··· DATASET EXCERPTS ···

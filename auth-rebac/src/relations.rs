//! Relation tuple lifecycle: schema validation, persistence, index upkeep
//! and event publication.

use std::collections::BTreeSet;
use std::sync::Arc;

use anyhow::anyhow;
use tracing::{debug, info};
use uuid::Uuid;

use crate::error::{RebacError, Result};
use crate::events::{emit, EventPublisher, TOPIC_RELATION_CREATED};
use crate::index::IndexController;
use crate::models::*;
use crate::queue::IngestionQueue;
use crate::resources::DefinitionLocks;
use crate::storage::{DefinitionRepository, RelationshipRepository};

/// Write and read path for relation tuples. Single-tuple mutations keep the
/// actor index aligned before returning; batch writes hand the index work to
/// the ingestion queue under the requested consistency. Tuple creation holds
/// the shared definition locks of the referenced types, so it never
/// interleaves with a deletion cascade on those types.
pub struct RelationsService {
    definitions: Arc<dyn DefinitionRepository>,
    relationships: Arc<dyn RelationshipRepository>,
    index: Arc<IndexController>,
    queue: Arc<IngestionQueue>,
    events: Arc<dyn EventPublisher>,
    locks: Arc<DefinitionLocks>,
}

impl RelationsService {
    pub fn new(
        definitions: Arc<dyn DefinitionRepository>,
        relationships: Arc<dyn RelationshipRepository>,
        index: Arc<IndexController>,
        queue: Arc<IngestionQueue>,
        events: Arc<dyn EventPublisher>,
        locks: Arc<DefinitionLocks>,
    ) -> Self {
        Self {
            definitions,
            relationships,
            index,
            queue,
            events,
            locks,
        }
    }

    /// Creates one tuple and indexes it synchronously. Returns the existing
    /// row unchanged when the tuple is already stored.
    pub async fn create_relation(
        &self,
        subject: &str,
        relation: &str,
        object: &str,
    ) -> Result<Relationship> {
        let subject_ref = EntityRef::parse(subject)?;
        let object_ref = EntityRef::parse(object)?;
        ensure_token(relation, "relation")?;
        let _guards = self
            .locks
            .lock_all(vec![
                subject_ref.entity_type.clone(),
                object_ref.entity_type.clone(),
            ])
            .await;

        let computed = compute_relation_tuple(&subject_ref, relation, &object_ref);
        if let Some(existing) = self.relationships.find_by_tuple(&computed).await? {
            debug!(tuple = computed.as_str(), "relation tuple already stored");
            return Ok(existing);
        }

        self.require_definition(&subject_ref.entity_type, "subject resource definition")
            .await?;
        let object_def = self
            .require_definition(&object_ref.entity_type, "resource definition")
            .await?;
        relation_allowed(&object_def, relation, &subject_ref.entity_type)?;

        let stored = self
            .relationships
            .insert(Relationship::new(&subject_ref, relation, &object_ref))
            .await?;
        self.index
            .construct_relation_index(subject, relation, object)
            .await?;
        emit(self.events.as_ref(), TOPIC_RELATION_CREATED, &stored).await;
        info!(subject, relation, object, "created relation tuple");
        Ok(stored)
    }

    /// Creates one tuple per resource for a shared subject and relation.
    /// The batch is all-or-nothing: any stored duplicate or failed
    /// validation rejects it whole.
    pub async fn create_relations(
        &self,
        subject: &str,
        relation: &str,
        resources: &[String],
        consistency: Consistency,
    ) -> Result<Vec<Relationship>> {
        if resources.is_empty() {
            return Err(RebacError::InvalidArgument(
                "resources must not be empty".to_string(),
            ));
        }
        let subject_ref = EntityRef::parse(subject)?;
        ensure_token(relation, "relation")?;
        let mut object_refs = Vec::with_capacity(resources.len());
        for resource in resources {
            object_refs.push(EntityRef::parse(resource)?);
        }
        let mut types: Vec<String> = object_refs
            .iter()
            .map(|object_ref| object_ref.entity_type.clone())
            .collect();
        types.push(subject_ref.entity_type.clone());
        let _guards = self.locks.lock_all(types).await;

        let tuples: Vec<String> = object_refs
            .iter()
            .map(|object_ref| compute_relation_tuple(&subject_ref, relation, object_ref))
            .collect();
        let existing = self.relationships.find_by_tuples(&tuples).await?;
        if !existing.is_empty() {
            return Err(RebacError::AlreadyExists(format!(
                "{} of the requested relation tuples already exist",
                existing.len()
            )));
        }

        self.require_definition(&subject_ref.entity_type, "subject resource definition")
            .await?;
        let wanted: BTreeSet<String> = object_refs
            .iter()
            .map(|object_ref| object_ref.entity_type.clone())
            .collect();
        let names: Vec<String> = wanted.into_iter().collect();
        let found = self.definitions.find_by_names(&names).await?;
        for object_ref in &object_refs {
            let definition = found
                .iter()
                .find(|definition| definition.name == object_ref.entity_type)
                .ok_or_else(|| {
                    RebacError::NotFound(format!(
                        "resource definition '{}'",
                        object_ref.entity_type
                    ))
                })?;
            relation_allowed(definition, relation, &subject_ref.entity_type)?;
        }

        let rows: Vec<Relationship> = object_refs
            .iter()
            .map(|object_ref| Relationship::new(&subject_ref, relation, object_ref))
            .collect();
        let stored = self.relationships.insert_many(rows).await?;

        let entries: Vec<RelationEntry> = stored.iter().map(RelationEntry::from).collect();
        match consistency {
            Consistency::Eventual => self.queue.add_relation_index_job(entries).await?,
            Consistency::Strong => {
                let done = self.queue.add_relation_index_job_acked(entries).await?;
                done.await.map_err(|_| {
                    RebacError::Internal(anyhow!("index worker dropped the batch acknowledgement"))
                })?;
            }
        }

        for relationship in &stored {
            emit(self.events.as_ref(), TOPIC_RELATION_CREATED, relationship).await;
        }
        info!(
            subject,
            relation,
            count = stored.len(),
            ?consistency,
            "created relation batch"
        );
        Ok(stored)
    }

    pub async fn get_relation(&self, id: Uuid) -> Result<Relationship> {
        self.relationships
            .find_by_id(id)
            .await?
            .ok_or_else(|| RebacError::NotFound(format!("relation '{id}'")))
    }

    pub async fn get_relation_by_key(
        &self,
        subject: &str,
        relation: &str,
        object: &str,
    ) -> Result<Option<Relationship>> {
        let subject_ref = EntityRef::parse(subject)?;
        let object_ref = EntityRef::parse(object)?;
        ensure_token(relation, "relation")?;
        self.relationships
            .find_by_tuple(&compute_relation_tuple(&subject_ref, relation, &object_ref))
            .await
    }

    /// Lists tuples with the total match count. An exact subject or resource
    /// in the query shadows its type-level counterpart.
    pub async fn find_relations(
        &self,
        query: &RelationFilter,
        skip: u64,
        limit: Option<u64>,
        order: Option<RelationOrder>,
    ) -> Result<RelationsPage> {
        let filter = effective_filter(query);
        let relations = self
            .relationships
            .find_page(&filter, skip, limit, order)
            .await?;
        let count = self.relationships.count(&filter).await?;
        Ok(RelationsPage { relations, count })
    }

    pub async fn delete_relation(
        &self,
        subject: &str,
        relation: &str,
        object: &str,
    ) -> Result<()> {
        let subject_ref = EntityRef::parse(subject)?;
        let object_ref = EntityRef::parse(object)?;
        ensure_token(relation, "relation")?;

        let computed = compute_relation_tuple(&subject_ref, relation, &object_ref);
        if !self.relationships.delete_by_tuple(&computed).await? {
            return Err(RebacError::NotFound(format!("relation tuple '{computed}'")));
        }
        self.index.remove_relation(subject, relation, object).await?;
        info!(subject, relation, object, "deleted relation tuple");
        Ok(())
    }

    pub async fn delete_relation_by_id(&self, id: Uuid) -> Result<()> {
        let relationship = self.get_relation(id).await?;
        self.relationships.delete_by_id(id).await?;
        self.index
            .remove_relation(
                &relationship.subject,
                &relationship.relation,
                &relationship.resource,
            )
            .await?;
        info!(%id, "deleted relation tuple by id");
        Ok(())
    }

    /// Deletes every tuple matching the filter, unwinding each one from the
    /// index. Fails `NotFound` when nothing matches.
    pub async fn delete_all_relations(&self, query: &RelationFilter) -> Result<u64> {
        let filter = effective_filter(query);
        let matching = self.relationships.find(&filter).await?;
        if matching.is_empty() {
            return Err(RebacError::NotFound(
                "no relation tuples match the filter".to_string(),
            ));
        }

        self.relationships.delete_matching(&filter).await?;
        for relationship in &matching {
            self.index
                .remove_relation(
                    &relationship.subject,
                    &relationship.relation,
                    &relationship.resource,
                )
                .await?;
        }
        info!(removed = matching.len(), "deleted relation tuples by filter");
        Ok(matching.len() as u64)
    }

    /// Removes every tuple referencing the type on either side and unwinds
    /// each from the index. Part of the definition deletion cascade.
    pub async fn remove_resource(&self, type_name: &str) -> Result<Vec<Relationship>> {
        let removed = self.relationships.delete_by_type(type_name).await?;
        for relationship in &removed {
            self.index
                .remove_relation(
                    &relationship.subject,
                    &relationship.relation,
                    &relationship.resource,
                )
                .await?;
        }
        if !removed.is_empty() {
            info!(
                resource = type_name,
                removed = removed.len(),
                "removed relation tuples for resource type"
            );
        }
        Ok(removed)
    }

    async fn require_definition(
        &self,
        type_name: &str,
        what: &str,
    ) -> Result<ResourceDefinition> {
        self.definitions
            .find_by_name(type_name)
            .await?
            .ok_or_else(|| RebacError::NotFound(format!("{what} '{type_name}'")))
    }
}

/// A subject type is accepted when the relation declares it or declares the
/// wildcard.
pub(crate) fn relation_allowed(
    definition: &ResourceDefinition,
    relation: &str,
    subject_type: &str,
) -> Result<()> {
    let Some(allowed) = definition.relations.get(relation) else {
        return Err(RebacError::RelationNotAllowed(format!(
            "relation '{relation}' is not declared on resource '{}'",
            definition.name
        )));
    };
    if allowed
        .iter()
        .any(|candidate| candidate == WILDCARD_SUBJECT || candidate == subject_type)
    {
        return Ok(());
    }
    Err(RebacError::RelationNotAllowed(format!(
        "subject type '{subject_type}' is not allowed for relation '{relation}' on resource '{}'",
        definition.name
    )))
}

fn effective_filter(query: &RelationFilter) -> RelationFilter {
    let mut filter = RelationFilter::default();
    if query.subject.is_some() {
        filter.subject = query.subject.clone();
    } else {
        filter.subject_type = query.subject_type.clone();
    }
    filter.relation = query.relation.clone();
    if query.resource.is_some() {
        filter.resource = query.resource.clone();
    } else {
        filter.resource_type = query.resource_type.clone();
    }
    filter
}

···
··· DATASET EXCERPTS ···

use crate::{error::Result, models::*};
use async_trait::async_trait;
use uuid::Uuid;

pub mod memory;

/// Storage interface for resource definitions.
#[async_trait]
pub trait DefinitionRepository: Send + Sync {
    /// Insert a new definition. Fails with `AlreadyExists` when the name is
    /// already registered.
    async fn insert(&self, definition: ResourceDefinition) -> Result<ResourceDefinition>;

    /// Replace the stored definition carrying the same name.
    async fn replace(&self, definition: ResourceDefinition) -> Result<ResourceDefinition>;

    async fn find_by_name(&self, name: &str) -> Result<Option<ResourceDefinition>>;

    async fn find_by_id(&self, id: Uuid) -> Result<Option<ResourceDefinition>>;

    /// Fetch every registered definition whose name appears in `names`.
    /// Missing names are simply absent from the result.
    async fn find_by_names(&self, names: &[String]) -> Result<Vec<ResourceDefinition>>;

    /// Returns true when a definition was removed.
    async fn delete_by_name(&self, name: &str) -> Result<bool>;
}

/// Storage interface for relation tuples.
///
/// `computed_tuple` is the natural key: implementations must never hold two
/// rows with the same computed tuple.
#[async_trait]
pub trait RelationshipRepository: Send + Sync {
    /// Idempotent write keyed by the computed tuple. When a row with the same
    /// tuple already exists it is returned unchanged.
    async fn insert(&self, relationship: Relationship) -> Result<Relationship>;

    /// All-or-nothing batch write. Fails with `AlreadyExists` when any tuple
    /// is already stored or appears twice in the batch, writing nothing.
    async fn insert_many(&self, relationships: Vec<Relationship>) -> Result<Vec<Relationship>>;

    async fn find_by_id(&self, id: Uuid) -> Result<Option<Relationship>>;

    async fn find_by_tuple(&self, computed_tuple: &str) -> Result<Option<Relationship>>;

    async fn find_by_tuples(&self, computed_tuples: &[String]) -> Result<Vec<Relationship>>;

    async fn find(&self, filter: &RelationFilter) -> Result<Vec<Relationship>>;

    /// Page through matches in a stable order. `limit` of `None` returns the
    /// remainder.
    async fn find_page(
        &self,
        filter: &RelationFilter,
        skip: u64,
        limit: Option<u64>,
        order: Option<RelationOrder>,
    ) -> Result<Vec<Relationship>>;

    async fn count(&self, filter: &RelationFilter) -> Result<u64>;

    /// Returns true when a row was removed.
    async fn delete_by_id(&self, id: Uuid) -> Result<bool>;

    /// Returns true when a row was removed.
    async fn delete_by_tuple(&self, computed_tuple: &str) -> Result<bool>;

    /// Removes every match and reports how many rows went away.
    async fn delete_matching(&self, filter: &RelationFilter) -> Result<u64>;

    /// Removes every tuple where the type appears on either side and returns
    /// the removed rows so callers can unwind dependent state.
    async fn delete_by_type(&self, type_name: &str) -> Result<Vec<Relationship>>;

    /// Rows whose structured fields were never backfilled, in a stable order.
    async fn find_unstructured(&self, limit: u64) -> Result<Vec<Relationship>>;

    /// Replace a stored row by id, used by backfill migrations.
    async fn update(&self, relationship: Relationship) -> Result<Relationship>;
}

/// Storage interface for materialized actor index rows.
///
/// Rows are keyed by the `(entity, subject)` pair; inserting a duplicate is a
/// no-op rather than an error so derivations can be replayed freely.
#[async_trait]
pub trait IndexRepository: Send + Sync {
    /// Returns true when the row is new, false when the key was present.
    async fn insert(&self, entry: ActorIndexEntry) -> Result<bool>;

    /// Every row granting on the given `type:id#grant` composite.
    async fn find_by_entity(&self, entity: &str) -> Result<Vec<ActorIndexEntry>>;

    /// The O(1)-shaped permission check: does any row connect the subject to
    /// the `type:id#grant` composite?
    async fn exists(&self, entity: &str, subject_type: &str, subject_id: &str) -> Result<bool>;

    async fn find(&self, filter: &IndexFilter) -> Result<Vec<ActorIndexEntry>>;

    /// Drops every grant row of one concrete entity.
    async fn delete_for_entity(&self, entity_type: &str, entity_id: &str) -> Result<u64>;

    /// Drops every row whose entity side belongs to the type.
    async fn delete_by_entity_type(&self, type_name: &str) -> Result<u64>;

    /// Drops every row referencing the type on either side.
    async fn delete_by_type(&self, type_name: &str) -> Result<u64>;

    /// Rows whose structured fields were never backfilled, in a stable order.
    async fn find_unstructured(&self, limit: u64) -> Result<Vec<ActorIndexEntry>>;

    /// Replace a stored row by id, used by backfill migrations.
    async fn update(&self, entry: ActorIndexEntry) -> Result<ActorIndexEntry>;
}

···
··· DATASET EXCERPTS ···

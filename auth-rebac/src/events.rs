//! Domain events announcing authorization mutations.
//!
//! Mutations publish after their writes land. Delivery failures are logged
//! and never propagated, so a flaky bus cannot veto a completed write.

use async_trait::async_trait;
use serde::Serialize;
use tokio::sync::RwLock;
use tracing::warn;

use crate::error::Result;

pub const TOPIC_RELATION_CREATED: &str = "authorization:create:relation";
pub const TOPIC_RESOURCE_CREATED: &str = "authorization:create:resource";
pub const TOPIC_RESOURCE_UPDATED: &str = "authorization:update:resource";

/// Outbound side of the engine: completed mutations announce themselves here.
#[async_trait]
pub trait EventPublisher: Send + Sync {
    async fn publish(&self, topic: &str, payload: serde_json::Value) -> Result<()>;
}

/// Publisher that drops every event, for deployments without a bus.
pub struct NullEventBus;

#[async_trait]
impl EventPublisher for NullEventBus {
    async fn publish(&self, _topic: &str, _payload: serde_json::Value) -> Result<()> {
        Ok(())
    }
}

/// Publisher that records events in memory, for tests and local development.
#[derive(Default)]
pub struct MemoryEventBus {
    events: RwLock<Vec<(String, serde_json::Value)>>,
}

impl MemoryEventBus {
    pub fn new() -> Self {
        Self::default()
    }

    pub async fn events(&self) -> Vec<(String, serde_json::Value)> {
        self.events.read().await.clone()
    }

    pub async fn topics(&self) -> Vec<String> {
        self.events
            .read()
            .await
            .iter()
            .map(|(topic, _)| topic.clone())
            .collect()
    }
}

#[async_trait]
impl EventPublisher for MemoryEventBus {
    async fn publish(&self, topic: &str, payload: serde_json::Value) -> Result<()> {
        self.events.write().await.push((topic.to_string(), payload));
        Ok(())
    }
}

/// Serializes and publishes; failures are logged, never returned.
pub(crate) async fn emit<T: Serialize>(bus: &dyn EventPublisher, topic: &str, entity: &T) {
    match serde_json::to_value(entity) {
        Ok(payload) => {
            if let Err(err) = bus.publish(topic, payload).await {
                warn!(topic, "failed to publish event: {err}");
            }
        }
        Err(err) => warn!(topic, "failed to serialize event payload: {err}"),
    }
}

···

» **EXERCISE DIRECTIONS**
How many lines in the records include "models"? Answer with the number alone.

» **RESPONSE AREA**
2